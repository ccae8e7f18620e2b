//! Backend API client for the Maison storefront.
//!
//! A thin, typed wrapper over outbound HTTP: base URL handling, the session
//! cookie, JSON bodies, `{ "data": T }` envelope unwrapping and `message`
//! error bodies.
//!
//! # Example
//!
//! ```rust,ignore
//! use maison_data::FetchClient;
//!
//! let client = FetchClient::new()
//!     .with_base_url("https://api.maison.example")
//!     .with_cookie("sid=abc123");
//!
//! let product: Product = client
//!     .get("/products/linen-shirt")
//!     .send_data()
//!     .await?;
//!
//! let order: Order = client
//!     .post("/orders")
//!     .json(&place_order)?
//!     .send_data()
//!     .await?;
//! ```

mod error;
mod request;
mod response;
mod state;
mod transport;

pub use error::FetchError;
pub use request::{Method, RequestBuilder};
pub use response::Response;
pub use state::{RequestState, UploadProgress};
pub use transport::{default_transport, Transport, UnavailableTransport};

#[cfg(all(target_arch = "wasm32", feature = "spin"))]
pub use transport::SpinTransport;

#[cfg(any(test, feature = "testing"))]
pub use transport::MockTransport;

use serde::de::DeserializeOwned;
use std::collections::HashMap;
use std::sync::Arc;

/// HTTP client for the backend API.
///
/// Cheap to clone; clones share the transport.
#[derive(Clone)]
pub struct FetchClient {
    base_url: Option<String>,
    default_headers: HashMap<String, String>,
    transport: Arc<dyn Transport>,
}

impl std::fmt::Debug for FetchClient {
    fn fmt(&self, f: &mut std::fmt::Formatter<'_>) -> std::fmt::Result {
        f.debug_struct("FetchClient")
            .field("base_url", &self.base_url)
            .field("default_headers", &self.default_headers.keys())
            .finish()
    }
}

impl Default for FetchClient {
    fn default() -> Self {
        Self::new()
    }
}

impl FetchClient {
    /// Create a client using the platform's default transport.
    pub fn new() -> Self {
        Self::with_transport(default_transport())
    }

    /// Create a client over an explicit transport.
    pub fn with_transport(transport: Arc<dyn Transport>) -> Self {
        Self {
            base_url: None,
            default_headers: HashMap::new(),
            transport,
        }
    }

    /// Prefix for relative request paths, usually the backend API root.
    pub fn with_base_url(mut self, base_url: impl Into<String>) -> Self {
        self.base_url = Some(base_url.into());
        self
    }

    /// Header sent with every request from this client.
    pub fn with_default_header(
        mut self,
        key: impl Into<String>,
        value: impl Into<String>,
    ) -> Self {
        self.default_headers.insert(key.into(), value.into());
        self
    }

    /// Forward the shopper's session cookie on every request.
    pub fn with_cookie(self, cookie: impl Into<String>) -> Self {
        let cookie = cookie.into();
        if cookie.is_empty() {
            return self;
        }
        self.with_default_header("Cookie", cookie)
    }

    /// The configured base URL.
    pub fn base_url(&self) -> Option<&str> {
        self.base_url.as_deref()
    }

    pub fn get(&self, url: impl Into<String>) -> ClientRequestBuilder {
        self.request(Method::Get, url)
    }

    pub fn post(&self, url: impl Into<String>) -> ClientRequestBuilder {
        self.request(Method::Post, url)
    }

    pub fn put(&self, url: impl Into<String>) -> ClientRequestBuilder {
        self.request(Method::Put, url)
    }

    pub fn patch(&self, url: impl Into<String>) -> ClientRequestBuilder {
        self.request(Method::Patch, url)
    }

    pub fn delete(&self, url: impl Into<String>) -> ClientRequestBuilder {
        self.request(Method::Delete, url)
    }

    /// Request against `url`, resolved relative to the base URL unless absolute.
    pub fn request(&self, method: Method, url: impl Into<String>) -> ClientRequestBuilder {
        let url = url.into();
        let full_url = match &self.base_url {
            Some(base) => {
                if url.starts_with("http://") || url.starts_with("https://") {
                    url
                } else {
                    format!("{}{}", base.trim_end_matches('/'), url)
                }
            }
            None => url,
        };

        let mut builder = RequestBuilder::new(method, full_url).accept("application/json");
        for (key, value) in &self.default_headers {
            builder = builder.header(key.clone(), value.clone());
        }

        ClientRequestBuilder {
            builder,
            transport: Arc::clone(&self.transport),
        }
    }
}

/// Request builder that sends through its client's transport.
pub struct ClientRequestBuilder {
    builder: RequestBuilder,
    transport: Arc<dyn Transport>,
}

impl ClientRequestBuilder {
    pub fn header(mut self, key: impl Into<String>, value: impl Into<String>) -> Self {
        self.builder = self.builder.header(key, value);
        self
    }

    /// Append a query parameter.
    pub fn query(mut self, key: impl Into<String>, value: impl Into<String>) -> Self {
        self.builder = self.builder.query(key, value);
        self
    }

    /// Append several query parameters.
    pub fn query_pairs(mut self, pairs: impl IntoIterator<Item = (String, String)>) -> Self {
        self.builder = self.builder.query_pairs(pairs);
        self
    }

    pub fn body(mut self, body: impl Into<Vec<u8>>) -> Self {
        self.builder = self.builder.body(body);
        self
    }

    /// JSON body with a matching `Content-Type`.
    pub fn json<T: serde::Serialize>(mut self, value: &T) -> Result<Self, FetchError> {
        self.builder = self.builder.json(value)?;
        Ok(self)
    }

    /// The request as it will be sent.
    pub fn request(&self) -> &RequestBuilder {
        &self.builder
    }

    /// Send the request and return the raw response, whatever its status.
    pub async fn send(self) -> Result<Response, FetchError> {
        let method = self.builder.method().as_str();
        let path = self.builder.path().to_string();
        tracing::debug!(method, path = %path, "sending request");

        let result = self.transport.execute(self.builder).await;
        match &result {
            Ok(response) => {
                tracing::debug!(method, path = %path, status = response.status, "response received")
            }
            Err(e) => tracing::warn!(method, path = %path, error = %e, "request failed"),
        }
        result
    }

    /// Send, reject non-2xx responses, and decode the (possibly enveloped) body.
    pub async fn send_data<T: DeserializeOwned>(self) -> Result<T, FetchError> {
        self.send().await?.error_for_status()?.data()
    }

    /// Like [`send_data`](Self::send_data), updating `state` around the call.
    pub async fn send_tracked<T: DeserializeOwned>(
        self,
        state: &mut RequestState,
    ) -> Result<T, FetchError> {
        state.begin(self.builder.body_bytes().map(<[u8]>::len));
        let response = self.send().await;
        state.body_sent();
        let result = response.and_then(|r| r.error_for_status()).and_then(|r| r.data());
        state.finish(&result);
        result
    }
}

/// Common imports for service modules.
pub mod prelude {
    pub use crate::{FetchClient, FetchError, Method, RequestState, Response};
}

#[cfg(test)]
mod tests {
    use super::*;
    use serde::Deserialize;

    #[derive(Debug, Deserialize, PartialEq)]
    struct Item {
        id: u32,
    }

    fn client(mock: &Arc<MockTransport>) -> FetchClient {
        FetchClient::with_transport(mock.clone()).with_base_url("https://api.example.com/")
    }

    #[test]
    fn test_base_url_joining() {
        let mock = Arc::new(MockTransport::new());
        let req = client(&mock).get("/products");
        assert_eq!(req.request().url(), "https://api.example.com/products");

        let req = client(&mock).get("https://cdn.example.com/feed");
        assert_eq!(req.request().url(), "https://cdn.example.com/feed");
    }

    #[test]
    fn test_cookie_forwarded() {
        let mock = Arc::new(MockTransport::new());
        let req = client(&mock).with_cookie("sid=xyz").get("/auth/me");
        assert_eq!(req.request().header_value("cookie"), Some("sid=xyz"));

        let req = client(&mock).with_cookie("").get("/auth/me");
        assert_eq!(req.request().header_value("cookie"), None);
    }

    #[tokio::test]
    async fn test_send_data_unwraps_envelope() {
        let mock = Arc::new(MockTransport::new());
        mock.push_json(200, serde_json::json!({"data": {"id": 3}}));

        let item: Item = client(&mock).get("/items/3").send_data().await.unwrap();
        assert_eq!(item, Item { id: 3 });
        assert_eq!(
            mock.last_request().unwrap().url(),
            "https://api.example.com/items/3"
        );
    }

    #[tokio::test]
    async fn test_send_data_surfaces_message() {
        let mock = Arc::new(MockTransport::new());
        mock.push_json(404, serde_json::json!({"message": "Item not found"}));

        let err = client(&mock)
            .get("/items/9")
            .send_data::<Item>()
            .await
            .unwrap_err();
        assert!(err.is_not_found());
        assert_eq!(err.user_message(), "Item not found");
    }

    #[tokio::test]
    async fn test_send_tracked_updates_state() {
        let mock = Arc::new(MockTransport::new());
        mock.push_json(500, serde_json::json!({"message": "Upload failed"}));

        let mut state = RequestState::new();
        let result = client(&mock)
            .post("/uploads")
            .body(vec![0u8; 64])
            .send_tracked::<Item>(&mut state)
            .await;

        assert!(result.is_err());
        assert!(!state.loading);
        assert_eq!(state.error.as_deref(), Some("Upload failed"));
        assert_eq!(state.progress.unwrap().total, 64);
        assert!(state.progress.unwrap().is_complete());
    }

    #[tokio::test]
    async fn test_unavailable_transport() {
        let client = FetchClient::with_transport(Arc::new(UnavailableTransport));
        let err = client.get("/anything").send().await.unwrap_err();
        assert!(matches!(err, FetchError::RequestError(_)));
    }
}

--

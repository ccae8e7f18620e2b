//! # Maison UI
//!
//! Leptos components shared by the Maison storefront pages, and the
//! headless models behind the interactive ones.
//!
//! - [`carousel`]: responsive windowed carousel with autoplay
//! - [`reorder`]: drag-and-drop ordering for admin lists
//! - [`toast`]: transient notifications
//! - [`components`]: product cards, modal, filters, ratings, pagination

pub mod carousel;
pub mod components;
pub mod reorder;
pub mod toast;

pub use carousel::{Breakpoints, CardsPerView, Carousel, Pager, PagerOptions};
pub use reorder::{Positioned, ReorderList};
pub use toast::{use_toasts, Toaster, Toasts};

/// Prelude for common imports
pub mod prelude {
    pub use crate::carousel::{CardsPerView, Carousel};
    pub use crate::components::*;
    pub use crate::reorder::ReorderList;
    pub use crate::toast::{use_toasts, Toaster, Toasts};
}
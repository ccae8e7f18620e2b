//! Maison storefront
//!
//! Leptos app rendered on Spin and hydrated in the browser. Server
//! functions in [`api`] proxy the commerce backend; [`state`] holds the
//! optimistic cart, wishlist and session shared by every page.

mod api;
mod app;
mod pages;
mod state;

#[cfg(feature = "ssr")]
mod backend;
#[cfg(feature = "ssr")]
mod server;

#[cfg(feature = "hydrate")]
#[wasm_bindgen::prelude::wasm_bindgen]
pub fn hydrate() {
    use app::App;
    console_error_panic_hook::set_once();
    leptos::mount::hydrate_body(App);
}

#### PROBLEM STATEMENT
Give the count of lines in the data above holding the word "https", and nothing beyond it.

#### WRITTEN ANSWER
7